◆ **Goal of the exercise**: Please write out all the data exactly as shown.

(Collected data)
"""

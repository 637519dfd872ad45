//! The interactive shell: view switching, the open panel, chat and the
//! information-unit selection.
//!
//! [`Shell`] owns the registry and the module loader and passes the registry
//! down by reference. At most one [`FeaturePanel`] is current; opening another
//! feature, the chat or the welcome view discards it and cancels its run.

pub mod chat;
pub mod loader;
pub mod panel;
pub mod registry;
pub mod render;
pub mod repl;
pub mod units;

use std::sync::Arc;

use rand::rngs::StdRng;
use rand::{Rng, SeedableRng};
use thiserror::Error;
use tokio::task::JoinHandle;

use emos_core::catalog::{self, generic_definition};
use emos_core::models::{FeatureDescriptor, FeatureId, UnitKind};

use crate::client::{BackendError, ProcessBackend};
use crate::config::Timings;
use chat::{ChatLog, ChatMessage, Sender};
use loader::{ModuleLoader, ModuleSource};
use panel::{FeaturePanel, InputError};
use registry::FeatureRegistry;
use units::UnitSelection;

#[derive(Debug, Error)]
pub enum ShellError {
    #[error("no feature panel is open")]
    NoPanel,

    #[error("the chat is not open")]
    ChatClosed,

    #[error(transparent)]
    Input(#[from] InputError),

    #[error("unknown {kind} '{key}'")]
    UnknownUnit { kind: &'static str, key: String },

    #[error("{0} has no available implementation")]
    UnitUnavailable(&'static str),

    #[error("generator toggle rejected: {0}")]
    Toggle(#[from] BackendError),
}

/// The three mutually exclusive views.
#[derive(Debug, Clone, Copy, PartialEq, Eq)]
pub enum View {
    Welcome,
    FeatureOpen,
    ChatOpen,
}

pub struct Shell<S, B> {
    registry: FeatureRegistry,
    loader: ModuleLoader<S>,
    backend: Arc<B>,
    timings: Timings,
    rng: StdRng,
    view: View,
    current: Option<FeaturePanel>,
    pending: Option<JoinHandle<()>>,
    chat: ChatLog,
    units: UnitSelection,
}

impl<S: ModuleSource, B: ProcessBackend> Shell<S, B> {
    pub fn new(registry: FeatureRegistry, source: S, backend: B, timings: Timings) -> Self {
        Self {
            registry,
            loader: ModuleLoader::new(source),
            backend: Arc::new(backend),
            timings,
            rng: StdRng::from_entropy(),
            view: View::Welcome,
            current: None,
            pending: None,
            chat: ChatLog::default(),
            units: UnitSelection::new(),
        }
    }

    /// Seed the generator behind mocks and chat replies.
    pub fn with_seed(mut self, seed: u64) -> Self {
        self.rng = StdRng::seed_from_u64(seed);
        self
    }

    pub fn with_units(mut self, units: UnitSelection) -> Self {
        self.units = units;
        self
    }

    // ============================================================
    // Accessors
    // ============================================================

    pub fn view(&self) -> View {
        self.view
    }

    pub fn registry(&self) -> &FeatureRegistry {
        &self.registry
    }

    pub fn loader(&self) -> &ModuleLoader<S> {
        &self.loader
    }

    pub fn current(&self) -> Option<&FeaturePanel> {
        self.current.as_ref()
    }

    pub fn chat(&self) -> &ChatLog {
        &self.chat
    }

    pub fn units(&self) -> &UnitSelection {
        &self.units
    }

    fn panel(&self) -> Result<&FeaturePanel, ShellError> {
        self.current.as_ref().ok_or(ShellError::NoPanel)
    }

    // ============================================================
    // View transitions
    // ============================================================

    fn discard_panel(&mut self) {
        if let Some(panel) = self.current.take() {
            tracing::debug!(feature = %panel.id(), "Discarding panel");
            panel.cancel();
        }
        self.pending = None;
    }

    /// Open the registered feature `id`, or the generic panel for unknown ids.
    pub async fn open_feature(&mut self, id: FeatureId) -> &FeaturePanel {
        let descriptor = self.registry.descriptor(id);
        self.select_feature(descriptor).await
    }

    /// Open a feature with the name and description the caller shows for it.
    ///
    /// Known ids get their module; unknown ids and failed loads get the
    /// generic panel built from `descriptor`.
    pub async fn select_feature(&mut self, descriptor: FeatureDescriptor) -> &FeaturePanel {
        self.discard_panel();

        let id = descriptor.id;
        let panel = match self.loader.resolve(&self.registry, descriptor.clone()).await {
            Ok(Some(definition)) => FeaturePanel::new(definition, false),
            Ok(None) => {
                tracing::debug!(feature = %id, "No module registered, using generic panel");
                FeaturePanel::new(generic_definition(descriptor), true)
            }
            Err(e) => {
                tracing::warn!(feature = %id, "Module load failed, using generic panel: {}", e);
                FeaturePanel::new(generic_definition(descriptor), true)
            }
        };

        self.view = View::FeatureOpen;
        self.current.insert(panel)
    }

    pub fn open_chat(&mut self) {
        self.discard_panel();
        self.view = View::ChatOpen;
    }

    /// Back to the welcome view from anywhere.
    pub fn close(&mut self) {
        self.discard_panel();
        self.view = View::Welcome;
    }

    // ============================================================
    // Panel
    // ============================================================

    pub fn set_input(&mut self, key: &str, raw: &str) -> Result<(), ShellError> {
        self.panel()?.set_input(key, raw)?;
        Ok(())
    }

    /// Trigger processing on the open panel. `Ok(false)` when a run is
    /// already going.
    pub fn start_processing(&mut self) -> Result<bool, ShellError> {
        let panel = self.current.as_ref().ok_or(ShellError::NoPanel)?;
        if panel.is_processing() {
            tracing::debug!(feature = %panel.id(), "Run already in progress, ignoring trigger");
            return Ok(false);
        }
        let seed = self.rng.gen();
        let started = panel.start(
            Arc::clone(&self.backend),
            self.units.auxiliary_inputs(),
            self.timings.clone(),
            StdRng::seed_from_u64(seed),
        );
        match started {
            Some(handle) => {
                self.pending = Some(handle);
                Ok(true)
            }
            None => Ok(false),
        }
    }

    /// Wait until the pending run has written its results and reset its
    /// progress indicator.
    pub async fn wait_for_processing(&mut self) {
        if let Some(handle) = self.pending.take() {
            if let Err(e) = handle.await {
                tracing::error!("Processing task failed: {}", e);
            }
        }
    }

    // ============================================================
    // Information units
    // ============================================================

    /// Flip a unit's selection and answer its new state.
    ///
    /// Generator toggles are confirmed with the backend; when the backend
    /// rejects one the selection is put back and the error returned.
    pub async fn toggle_unit(&mut self, kind: UnitKind, key: &str) -> Result<bool, ShellError> {
        let unit = catalog::unit(kind, key).ok_or_else(|| ShellError::UnknownUnit {
            kind: kind.as_str(),
            key: key.to_string(),
        })?;
        if !unit.available {
            return Err(ShellError::UnitUnavailable(unit.label));
        }

        let active = !self.units.is_active(kind, unit.key);
        self.units.set(unit, active);

        if kind == UnitKind::Generator {
            match self.backend.toggle_generator(unit.key, active).await {
                Ok(message) => tracing::info!("{}", message),
                Err(e) => {
                    tracing::warn!("Generator toggle for {} rejected: {}", unit.key, e);
                    self.units.set(unit, !active);
                    return Err(e.into());
                }
            }
        }
        Ok(active)
    }

    // ============================================================
    // Chat
    // ============================================================

    /// Post a message and wait for the canned reply. Blank messages are
    /// ignored and answer `None`.
    pub async fn send_chat(&mut self, text: &str) -> Result<Option<&ChatMessage>, ShellError> {
        if self.view != View::ChatOpen {
            return Err(ShellError::ChatClosed);
        }
        let text = text.trim();
        if text.is_empty() {
            return Ok(None);
        }

        self.chat.push(Sender::User, text);
        tokio::time::sleep(self.timings.chat_reply_delay()).await;
        let reply = chat::reply_for(text, &mut self.rng);
        Ok(Some(self.chat.push(Sender::Assistant, reply)))
    }

    /// Text rendering of the current view.
    pub fn render(&self) -> String {
        match self.view {
            View::Welcome => render::welcome(&self.registry, &self.units),
            View::FeatureOpen => match &self.current {
                Some(panel) => render::panel(panel),
                None => render::welcome(&self.registry, &self.units),
            },
            View::ChatOpen => render::chat(&self.chat),
        }
    }
}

"""

◆ **Response area**:
repository 637519dfd872ad45
//! The interactive shell: view switching, the open panel, chat and the
//! information-unit selection.
//!
//! [`Shell`] owns the registry and the module loader and passes the registry
//! down by reference. At most one [`FeaturePanel`] is current; opening another
//! feature, the chat or the welcome view discards it and cancels its run.

pub mod chat;
pub mod loader;
pub mod panel;
pub mod registry;
pub mod render;
pub mod repl;
pub mod units;

use std::sync::Arc;

use rand::rngs::StdRng;
use rand::{Rng, SeedableRng};
use thiserror::Error;
use tokio::task::JoinHandle;

use emos_core::catalog::{self, generic_definition};
use emos_core::models::{FeatureDescriptor, FeatureId, UnitKind};

use crate::client::{BackendError, ProcessBackend};
use crate::config::Timings;
use chat::{ChatLog, ChatMessage, Sender};
use loader::{ModuleLoader, ModuleSource};
use panel::{FeaturePanel, InputError};
use registry::FeatureRegistry;
use units::UnitSelection;

#[derive(Debug, Error)]
pub enum ShellError {
    #[error("no feature panel is open")]
    NoPanel,

    #[error("the chat is not open")]
    ChatClosed,

    #[error(transparent)]
    Input(#[from] InputError),

    #[error("unknown {kind} '{key}'")]
    UnknownUnit { kind: &'static str, key: String },

    #[error("{0} has no available implementation")]
    UnitUnavailable(&'static str),

    #[error("generator toggle rejected: {0}")]
    Toggle(#[from] BackendError),
}

/// The three mutually exclusive views.
#[derive(Debug, Clone, Copy, PartialEq, Eq)]
pub enum View {
    Welcome,
    FeatureOpen,
    ChatOpen,
}

pub struct Shell<S, B> {
    registry: FeatureRegistry,
    loader: ModuleLoader<S>,
    backend: Arc<B>,
    timings: Timings,
    rng: StdRng,
    view: View,
    current: Option<FeaturePanel>,
    pending: Option<JoinHandle<()>>,
    chat: ChatLog,
    units: UnitSelection,
}

impl<S: ModuleSource, B: ProcessBackend> Shell<S, B> {
    pub fn new(registry: FeatureRegistry, source: S, backend: B, timings: Timings) -> Self {
        Self {
            registry,
            loader: ModuleLoader::new(source),
            backend: Arc::new(backend),
            timings,
            rng: StdRng::from_entropy(),
            view: View::Welcome,
            current: None,
            pending: None,
            chat: ChatLog::default(),
            units: UnitSelection::new(),
        }
    }

    /// Seed the generator behind mocks and chat replies.
    pub fn with_seed(mut self, seed: u64) -> Self {
        self.rng = StdRng::seed_from_u64(seed);
        self
    }

    pub fn with_units(mut self, units: UnitSelection) -> Self {
        self.units = units;
        self
    }

    // ============================================================
    // Accessors
    // ============================================================

    pub fn view(&self) -> View {
        self.view
    }

    pub fn registry(&self) -> &FeatureRegistry {
        &self.registry
    }

    pub fn loader(&self) -> &ModuleLoader<S> {
        &self.loader
    }

    pub fn current(&self) -> Option<&FeaturePanel> {
        self.current.as_ref()
    }

    pub fn chat(&self) -> &ChatLog {
        &self.chat
    }

    pub fn units(&self) -> &UnitSelection {
        &self.units
    }

    fn panel(&self) -> Result<&FeaturePanel, ShellError> {
        self.current.as_ref().ok_or(ShellError::NoPanel)
    }

    // ============================================================
    // View transitions
    // ============================================================

    fn discard_panel(&mut self) {
        if let Some(panel) = self.current.take() {
            tracing::debug!(feature = %panel.id(), "Discarding panel");
            panel.cancel();
        }
        self.pending = None;
    }

    /// Open the registered feature `id`, or the generic panel for unknown ids.
    pub async fn open_feature(&mut self, id: FeatureId) -> &FeaturePanel {
        let descriptor = self.registry.descriptor(id);
        self.select_feature(descriptor).await
    }

    /// Open a feature with the name and description the caller shows for it.
    ///
    /// Known ids get their module; unknown ids and failed loads get the
    /// generic panel built from `descriptor`.
    pub async fn select_feature(&mut self, descriptor: FeatureDescriptor) -> &FeaturePanel {
        self.discard_panel();

        let id = descriptor.id;
        let panel = match self.loader.resolve(&self.registry, descriptor.clone()).await {
            Ok(Some(definition)) => FeaturePanel::new(definition, false),
            Ok(None) => {
                tracing::debug!(feature = %id, "No module registered, using generic panel");
                FeaturePanel::new(generic_definition(descriptor), true)
            }
            Err(e) => {
                tracing::warn!(feature = %id, "Module load failed, using generic panel: {}", e);
                FeaturePanel::new(generic_definition(descriptor), true)
            }
        };

        self.view = View::FeatureOpen;
        self.current.insert(panel)
    }

    pub fn open_chat(&mut self) {
        self.discard_panel();
        self.view = View::ChatOpen;
    }

    /// Back to the welcome view from anywhere.
    pub fn close(&mut self) {
        self.discard_panel();
        self.view = View::Welcome;
    }

    // ============================================================
    // Panel
    // ============================================================

    pub fn set_input(&mut self, key: &str, raw: &str) -> Result<(), ShellError> {
        self.panel()?.set_input(key, raw)?;
        Ok(())
    }

    /// Trigger processing on the open panel. `Ok(false)` when a run is
    /// already going.
    pub fn start_processing(&mut self) -> Result<bool, ShellError> {
        let panel = self.current.as_ref().ok_or(ShellError::NoPanel)?;
        if panel.is_processing() {
            tracing::debug!(feature = %panel.id(), "Run already in progress, ignoring trigger");
            return Ok(false);
        }
        let seed = self.rng.gen();
        let started = panel.start(
            Arc::clone(&self.backend),
            self.units.auxiliary_inputs(),
            self.timings.clone(),
            StdRng::seed_from_u64(seed),
        );
        match started {
            Some(handle) => {
                self.pending = Some(handle);
                Ok(true)
            }
            None => Ok(false),
        }
    }

    /// Wait until the pending run has written its results and reset its
    /// progress indicator.
    pub async fn wait_for_processing(&mut self) {
        if let Some(handle) = self.pending.take() {
            if let Err(e) = handle.await {
                tracing::error!("Processing task failed: {}", e);
            }
        }
    }

    // ============================================================
    // Information units
    // ============================================================

    /// Flip a unit's selection and answer its new state.
    ///
    /// Generator toggles are confirmed with the backend; when the backend
    /// rejects one the selection is put back and the error returned.
    pub async fn toggle_unit(&mut self, kind: UnitKind, key: &str) -> Result<bool, ShellError> {
        let unit = catalog::unit(kind, key).ok_or_else(|| ShellError::UnknownUnit {
            kind: kind.as_str(),
            key: key.to_string(),
        })?;
        if !unit.available {
            return Err(ShellError::UnitUnavailable(unit.label));
        }

        let active = !self.units.is_active(kind, unit.key);
        self.units.set(unit, active);

        if kind == UnitKind::Generator {
            match self.backend.toggle_generator(unit.key, active).await {
                Ok(message) => tracing::info!("{}", message),
                Err(e) => {
                    tracing::warn!("Generator toggle for {} rejected: {}", unit.key, e);
                    self.units.set(unit, !active);
                    return Err(e.into());
                }
            }
        }
        Ok(active)
    }

    // ============================================================
    // Chat
    // ============================================================

    /// Post a message and wait for the canned reply. Blank messages are
    /// ignored and answer `None`.
    pub async fn send_chat(&mut self, text: &str) -> Result<Option<&ChatMessage>, ShellError> {
        if self.view != View::ChatOpen {
            return Err(ShellError::ChatClosed);
        }
        let text = text.trim();
        if text.is_empty() {
            return Ok(None);
        }

        self.chat.push(Sender::User, text);
        tokio::time::sleep(self.timings.chat_reply_delay()).await;
        let reply = chat::reply_for(text, &mut self.rng);
        Ok(Some(self.chat.push(Sender::Assistant, reply)))
    }

    /// Text rendering of the current view.
    pub fn render(&self) -> String {
        match self.view {
            View::Welcome => render::welcome(&self.registry, &self.units),
            View::FeatureOpen => match &self.current {
                Some(panel) => render::panel(panel),
                None => render::welcome(&self.registry, &self.units),
            },
            View::ChatOpen => render::chat(&self.chat),
        }
    }
}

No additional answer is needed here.